### PROBLEM STATEMENT:
Could you copy every line of the data that contains the word "available"?

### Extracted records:
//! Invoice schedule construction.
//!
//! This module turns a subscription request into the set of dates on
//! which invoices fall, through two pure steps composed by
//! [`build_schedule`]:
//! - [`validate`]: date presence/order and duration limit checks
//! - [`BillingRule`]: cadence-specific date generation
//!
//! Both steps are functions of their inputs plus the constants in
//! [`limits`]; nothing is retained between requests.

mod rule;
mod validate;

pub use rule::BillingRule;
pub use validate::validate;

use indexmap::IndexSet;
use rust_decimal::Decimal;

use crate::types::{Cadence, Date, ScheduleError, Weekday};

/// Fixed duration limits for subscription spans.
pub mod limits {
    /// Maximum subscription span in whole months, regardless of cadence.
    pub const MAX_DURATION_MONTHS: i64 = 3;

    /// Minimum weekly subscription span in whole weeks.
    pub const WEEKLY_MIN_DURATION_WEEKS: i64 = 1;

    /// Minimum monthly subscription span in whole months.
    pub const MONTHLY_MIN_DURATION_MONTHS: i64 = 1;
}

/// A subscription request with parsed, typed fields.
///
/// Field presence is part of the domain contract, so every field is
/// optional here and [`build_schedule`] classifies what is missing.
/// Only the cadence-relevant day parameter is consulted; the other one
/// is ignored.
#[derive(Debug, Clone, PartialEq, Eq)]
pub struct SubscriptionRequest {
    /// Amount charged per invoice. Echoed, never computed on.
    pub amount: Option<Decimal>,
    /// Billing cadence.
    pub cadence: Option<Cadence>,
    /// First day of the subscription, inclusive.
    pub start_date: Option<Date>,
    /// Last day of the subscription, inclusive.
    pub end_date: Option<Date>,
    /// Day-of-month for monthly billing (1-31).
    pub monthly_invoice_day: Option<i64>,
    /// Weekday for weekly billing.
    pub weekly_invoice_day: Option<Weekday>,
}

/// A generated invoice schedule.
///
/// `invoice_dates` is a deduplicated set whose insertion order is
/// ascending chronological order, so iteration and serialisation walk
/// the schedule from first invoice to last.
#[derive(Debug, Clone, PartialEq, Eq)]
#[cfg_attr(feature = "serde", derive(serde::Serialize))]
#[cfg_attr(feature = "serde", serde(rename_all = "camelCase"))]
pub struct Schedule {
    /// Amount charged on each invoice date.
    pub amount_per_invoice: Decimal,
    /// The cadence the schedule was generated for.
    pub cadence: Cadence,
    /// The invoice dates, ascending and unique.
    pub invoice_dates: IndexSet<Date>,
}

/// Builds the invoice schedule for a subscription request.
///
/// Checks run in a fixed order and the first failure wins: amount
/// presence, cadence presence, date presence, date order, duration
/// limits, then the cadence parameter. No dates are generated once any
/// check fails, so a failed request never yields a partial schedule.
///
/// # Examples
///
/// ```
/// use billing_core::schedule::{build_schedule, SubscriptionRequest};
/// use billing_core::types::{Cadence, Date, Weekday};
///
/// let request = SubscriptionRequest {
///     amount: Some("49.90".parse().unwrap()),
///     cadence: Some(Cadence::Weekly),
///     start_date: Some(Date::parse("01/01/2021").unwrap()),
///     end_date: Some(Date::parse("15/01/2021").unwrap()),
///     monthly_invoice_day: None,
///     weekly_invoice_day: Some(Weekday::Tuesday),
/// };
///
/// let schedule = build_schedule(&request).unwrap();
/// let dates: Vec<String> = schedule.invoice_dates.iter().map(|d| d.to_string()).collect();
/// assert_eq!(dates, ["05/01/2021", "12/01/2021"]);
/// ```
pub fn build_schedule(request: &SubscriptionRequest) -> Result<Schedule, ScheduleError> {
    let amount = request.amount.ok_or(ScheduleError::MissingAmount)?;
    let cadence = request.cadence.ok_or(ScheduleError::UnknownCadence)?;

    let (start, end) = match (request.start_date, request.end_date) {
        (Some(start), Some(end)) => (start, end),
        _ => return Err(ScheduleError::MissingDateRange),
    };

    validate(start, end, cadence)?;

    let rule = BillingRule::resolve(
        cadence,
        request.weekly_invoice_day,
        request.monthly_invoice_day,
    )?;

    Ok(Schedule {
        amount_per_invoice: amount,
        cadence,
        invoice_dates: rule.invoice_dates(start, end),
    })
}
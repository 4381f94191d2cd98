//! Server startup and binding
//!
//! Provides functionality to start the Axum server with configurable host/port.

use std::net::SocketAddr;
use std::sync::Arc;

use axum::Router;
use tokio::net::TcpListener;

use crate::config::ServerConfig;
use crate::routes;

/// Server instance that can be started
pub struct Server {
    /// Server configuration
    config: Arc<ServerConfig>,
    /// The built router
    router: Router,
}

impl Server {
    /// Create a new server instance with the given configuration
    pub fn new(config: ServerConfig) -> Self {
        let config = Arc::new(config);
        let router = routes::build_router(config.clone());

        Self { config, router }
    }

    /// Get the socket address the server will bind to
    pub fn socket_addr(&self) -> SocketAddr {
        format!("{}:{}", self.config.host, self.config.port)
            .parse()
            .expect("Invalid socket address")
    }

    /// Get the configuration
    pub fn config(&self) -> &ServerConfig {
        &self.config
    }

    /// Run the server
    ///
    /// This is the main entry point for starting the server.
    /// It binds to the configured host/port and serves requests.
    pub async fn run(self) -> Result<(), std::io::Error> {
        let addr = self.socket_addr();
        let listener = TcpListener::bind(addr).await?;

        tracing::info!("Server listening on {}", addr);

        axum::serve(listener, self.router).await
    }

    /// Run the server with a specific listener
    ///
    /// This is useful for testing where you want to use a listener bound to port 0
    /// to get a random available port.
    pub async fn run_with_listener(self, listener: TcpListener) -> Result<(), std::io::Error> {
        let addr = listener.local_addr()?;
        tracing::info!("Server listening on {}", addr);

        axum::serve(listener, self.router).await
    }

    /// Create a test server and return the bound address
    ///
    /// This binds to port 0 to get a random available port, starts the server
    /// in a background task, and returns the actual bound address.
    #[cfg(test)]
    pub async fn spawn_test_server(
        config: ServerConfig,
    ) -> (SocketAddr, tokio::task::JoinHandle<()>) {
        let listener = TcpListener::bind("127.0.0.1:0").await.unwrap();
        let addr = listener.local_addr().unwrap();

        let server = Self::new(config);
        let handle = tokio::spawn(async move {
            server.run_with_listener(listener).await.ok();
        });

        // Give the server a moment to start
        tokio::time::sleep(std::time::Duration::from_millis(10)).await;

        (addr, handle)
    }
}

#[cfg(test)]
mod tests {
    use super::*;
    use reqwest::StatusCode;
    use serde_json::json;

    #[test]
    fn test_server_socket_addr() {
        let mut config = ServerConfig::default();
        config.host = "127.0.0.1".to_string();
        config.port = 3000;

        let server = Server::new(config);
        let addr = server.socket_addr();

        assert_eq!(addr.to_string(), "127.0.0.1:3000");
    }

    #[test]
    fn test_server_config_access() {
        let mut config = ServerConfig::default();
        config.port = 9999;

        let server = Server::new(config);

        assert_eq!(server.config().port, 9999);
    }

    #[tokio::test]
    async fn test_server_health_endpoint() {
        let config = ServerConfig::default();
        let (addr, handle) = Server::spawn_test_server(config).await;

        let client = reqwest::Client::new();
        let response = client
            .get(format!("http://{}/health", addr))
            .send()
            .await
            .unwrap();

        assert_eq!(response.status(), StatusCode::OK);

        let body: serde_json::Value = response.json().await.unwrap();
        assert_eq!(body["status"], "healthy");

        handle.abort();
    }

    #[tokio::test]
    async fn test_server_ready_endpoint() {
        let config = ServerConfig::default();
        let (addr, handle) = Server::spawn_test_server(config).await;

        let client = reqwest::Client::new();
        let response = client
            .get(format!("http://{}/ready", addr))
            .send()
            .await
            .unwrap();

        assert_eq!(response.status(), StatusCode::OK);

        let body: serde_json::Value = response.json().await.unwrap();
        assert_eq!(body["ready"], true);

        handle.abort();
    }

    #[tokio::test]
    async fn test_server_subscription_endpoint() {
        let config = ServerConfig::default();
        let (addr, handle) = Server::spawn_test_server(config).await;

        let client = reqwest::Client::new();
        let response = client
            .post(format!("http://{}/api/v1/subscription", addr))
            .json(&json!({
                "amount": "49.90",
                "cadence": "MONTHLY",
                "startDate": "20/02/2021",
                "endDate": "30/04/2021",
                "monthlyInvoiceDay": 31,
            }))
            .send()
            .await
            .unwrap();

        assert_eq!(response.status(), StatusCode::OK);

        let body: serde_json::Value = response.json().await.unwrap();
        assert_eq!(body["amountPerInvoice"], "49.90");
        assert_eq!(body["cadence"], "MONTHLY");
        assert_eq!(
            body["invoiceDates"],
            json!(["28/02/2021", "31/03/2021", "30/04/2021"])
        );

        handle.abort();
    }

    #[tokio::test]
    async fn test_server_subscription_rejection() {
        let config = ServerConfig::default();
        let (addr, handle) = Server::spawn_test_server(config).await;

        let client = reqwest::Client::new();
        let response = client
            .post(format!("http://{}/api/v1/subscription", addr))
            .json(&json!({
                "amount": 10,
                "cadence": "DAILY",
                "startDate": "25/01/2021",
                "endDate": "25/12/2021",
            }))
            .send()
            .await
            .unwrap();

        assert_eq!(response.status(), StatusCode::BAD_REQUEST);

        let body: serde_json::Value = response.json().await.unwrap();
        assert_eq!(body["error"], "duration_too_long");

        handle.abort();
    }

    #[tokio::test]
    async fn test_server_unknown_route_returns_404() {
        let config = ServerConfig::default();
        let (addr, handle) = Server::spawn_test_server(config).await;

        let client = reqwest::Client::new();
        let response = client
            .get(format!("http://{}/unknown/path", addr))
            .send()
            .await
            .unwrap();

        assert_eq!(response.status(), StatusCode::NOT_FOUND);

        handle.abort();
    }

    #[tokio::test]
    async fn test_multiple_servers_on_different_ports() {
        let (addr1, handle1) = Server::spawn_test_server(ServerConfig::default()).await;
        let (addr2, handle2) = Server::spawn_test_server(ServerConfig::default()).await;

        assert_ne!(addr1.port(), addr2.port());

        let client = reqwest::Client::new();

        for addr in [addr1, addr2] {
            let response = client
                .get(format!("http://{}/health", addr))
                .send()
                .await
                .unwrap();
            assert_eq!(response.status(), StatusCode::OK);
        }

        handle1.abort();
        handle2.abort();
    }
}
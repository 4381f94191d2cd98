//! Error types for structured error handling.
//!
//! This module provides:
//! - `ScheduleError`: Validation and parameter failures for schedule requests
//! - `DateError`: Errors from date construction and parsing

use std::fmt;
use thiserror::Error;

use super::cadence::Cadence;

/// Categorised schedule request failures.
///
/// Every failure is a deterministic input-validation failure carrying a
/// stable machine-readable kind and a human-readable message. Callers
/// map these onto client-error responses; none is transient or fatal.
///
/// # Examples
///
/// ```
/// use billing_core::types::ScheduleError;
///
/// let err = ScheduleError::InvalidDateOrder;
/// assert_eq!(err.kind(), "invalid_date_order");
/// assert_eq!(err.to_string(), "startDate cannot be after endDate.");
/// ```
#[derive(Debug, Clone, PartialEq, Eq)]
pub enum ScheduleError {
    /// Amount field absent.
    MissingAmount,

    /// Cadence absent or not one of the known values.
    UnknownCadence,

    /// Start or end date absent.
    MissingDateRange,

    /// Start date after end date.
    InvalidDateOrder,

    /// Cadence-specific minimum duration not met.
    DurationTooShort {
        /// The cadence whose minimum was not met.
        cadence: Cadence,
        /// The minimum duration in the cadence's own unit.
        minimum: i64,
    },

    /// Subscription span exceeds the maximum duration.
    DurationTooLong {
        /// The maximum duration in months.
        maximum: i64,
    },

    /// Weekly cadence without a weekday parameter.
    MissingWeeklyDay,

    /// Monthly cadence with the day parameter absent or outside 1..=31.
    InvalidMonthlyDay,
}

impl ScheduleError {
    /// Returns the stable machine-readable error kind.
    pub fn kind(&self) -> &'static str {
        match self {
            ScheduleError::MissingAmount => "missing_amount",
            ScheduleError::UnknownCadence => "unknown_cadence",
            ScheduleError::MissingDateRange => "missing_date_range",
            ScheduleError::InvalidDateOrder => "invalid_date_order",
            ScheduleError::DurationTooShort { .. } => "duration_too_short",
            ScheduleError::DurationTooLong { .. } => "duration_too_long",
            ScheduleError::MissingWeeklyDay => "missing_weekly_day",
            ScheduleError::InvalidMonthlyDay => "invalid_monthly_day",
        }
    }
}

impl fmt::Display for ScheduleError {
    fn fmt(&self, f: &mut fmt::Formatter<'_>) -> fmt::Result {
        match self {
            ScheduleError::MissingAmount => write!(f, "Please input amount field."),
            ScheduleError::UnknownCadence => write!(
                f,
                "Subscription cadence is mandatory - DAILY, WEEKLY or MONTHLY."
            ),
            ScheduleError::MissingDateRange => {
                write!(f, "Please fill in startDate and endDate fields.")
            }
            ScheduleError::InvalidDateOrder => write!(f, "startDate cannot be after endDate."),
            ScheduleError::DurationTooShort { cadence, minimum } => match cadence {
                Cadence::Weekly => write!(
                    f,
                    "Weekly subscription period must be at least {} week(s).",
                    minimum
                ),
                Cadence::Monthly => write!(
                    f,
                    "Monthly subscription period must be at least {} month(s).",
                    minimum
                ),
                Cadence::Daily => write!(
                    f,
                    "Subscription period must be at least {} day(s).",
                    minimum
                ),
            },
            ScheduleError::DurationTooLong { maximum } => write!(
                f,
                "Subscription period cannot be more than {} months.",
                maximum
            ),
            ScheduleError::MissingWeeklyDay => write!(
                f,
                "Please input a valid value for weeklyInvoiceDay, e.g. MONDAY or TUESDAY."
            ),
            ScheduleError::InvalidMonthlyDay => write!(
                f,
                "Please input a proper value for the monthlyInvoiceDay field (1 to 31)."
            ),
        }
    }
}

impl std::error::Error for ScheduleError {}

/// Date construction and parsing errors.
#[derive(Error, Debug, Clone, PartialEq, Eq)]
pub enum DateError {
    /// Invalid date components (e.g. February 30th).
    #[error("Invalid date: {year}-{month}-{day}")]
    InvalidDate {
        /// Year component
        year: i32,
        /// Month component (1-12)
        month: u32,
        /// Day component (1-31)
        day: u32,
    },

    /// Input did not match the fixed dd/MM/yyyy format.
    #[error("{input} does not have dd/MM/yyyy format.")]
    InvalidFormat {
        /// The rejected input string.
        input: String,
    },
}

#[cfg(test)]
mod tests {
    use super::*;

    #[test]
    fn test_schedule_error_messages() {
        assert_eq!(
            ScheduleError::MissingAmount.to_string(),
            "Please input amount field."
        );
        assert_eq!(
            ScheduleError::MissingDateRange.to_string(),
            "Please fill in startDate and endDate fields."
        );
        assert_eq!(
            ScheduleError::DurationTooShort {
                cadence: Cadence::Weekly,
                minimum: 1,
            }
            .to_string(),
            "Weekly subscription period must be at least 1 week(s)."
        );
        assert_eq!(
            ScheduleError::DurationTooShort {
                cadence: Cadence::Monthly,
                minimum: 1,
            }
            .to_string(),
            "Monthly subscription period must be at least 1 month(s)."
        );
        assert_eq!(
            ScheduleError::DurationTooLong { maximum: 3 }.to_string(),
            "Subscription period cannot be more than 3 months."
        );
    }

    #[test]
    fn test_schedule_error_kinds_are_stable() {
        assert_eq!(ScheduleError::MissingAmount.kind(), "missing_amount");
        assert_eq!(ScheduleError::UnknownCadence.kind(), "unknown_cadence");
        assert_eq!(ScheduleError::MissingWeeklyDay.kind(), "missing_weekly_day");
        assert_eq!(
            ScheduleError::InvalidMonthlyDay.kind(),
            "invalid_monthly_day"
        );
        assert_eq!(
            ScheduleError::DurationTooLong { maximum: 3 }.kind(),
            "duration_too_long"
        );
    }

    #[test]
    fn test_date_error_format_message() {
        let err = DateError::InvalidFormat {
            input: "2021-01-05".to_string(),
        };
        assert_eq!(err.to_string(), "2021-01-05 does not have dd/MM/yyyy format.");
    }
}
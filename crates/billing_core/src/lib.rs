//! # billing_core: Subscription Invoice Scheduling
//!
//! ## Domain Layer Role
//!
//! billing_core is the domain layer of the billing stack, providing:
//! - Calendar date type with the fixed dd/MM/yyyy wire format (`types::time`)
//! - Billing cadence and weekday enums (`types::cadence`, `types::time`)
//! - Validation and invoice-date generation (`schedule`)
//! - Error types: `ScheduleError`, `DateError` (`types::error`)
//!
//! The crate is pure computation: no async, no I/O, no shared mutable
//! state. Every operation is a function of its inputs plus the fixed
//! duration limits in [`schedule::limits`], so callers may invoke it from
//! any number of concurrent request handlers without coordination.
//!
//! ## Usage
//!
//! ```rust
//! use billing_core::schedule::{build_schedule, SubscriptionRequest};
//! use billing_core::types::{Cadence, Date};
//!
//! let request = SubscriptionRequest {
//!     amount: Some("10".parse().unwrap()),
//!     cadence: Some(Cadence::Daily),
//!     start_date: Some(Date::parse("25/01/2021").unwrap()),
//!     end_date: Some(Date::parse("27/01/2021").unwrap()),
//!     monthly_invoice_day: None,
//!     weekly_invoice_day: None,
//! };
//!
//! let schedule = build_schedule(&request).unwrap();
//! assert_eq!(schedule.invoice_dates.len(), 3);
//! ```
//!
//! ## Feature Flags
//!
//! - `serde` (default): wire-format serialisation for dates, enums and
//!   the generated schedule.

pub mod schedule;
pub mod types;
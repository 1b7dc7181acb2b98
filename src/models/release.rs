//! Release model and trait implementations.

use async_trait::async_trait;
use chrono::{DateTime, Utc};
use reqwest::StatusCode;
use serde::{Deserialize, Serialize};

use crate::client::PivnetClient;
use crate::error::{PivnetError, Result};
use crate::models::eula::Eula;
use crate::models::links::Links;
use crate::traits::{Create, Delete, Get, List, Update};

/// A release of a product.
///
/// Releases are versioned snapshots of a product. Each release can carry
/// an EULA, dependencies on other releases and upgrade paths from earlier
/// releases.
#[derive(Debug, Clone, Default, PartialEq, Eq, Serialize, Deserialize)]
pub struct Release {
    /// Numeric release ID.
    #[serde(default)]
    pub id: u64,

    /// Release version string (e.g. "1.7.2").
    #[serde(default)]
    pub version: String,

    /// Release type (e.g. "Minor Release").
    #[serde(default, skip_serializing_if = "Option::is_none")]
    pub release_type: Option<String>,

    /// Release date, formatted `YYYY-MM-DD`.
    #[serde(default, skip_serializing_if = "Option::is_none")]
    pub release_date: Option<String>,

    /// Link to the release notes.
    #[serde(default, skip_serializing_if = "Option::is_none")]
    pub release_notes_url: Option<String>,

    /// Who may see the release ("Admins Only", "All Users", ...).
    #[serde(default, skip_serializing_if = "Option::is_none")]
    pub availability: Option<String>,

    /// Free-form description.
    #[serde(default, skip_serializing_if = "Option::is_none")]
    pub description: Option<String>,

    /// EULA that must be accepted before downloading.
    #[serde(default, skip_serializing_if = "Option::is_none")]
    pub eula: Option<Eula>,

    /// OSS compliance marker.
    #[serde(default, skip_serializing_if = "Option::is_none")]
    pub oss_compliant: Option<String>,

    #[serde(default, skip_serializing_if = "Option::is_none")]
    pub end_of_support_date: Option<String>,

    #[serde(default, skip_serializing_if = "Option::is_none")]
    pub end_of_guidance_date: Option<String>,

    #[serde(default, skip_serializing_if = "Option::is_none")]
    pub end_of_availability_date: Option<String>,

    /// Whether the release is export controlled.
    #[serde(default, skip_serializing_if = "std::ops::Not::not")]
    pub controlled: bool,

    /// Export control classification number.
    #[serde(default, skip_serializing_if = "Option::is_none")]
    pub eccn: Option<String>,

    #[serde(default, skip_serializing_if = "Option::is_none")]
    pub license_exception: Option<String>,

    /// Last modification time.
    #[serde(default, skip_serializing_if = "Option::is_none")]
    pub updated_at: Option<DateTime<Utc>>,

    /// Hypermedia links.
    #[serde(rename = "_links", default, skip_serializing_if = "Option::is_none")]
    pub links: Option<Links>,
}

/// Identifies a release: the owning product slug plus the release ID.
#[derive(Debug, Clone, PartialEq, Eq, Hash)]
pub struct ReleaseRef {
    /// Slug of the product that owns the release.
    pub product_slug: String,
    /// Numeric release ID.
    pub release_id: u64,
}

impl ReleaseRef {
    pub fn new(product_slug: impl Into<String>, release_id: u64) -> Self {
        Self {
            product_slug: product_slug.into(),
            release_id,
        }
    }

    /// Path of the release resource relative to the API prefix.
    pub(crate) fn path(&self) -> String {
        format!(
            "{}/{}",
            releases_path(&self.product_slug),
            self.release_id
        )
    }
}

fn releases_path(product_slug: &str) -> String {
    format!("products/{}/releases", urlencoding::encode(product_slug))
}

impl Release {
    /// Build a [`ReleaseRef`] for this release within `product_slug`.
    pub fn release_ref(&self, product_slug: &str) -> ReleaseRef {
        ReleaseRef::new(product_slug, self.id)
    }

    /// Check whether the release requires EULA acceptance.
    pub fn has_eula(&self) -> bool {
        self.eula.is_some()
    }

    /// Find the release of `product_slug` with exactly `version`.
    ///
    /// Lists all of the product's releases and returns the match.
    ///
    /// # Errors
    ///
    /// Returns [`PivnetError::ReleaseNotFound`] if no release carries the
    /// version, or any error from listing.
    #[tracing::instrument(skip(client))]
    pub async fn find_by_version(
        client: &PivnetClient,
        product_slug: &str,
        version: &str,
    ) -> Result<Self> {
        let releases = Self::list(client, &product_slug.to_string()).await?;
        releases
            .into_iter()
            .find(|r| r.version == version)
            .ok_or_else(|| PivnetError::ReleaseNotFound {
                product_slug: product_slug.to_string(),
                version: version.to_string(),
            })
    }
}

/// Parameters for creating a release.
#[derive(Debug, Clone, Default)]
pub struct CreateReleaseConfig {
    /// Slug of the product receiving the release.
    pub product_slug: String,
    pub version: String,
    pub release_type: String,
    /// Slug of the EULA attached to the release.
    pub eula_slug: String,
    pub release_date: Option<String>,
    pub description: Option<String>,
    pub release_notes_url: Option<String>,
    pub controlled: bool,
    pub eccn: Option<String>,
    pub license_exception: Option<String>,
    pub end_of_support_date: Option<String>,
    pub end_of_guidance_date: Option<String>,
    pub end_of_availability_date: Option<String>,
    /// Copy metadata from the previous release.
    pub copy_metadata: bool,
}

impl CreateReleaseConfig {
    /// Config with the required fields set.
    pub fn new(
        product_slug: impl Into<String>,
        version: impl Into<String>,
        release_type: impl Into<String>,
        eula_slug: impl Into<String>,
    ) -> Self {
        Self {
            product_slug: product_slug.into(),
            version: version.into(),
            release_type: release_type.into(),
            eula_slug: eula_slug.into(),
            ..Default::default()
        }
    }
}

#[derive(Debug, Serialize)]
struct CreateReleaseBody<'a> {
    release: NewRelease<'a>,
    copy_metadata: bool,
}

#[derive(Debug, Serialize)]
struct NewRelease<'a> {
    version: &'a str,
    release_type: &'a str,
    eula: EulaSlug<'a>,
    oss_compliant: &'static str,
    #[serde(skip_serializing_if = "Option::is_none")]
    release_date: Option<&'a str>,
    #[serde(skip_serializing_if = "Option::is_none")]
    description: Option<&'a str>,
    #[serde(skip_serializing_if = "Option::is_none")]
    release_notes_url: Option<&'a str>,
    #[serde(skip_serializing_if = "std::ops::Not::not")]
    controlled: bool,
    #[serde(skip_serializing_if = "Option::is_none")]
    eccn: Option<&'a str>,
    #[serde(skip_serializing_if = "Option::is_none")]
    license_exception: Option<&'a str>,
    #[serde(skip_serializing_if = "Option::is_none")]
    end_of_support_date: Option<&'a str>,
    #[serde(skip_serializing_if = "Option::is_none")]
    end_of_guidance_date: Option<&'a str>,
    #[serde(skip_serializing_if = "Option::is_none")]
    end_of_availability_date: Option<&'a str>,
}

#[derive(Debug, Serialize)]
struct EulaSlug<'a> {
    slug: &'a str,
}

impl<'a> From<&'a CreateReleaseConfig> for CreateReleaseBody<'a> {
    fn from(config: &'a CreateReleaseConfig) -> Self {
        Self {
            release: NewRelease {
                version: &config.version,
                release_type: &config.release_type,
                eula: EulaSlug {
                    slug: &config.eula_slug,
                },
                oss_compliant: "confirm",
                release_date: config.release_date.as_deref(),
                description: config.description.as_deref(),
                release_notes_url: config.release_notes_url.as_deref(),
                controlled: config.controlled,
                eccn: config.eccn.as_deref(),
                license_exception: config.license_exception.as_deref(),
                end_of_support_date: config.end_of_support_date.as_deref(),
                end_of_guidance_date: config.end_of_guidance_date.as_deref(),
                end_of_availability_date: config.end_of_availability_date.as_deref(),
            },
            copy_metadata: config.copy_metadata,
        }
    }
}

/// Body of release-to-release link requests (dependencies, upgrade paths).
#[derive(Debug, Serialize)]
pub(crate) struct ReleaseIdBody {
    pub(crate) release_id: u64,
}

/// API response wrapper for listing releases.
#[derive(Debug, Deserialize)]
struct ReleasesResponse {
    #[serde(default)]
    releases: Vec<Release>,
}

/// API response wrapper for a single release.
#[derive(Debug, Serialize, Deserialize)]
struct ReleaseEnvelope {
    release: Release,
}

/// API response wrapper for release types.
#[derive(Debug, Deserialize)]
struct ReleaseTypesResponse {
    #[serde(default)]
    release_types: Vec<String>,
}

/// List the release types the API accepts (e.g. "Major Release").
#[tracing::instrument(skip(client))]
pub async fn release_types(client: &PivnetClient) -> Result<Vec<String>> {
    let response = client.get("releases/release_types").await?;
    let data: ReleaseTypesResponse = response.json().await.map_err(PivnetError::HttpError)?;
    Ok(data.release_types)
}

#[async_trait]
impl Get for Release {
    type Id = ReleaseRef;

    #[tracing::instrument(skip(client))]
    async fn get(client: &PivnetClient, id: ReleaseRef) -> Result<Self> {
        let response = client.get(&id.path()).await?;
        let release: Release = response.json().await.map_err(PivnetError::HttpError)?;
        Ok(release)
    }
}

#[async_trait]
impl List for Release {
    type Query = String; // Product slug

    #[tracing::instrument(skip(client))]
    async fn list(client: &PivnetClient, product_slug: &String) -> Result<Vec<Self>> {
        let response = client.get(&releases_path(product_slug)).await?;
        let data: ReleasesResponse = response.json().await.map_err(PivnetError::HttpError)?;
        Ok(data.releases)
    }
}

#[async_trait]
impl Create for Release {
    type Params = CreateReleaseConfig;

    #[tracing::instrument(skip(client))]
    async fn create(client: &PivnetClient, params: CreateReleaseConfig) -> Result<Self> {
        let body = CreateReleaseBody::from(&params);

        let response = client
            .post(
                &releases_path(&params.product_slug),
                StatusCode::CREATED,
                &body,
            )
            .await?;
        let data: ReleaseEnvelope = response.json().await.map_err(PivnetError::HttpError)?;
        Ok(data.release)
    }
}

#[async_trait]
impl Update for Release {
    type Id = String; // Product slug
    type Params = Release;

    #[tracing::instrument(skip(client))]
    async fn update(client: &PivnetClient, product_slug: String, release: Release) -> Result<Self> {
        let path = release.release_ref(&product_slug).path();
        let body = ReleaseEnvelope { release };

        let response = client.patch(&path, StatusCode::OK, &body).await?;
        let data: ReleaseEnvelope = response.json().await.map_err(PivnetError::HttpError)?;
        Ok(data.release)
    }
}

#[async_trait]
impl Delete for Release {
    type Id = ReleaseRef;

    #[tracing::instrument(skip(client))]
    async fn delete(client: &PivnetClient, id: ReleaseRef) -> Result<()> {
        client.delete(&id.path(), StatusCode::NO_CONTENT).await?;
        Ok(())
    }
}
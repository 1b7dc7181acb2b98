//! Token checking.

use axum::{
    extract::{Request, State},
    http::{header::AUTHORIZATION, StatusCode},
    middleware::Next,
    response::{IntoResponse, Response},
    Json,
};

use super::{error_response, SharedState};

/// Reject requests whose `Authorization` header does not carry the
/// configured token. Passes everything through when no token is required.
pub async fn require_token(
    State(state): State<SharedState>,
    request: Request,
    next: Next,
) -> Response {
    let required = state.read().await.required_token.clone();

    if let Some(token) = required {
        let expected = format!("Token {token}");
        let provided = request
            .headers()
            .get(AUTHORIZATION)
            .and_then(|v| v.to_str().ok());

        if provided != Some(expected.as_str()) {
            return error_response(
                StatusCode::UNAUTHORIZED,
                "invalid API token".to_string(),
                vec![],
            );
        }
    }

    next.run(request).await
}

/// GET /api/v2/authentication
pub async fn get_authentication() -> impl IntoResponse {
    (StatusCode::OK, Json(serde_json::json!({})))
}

### TASK OUTPUT:
    /// to get a random available port.
    /// This binds to port 0 to get a random available port, starts the server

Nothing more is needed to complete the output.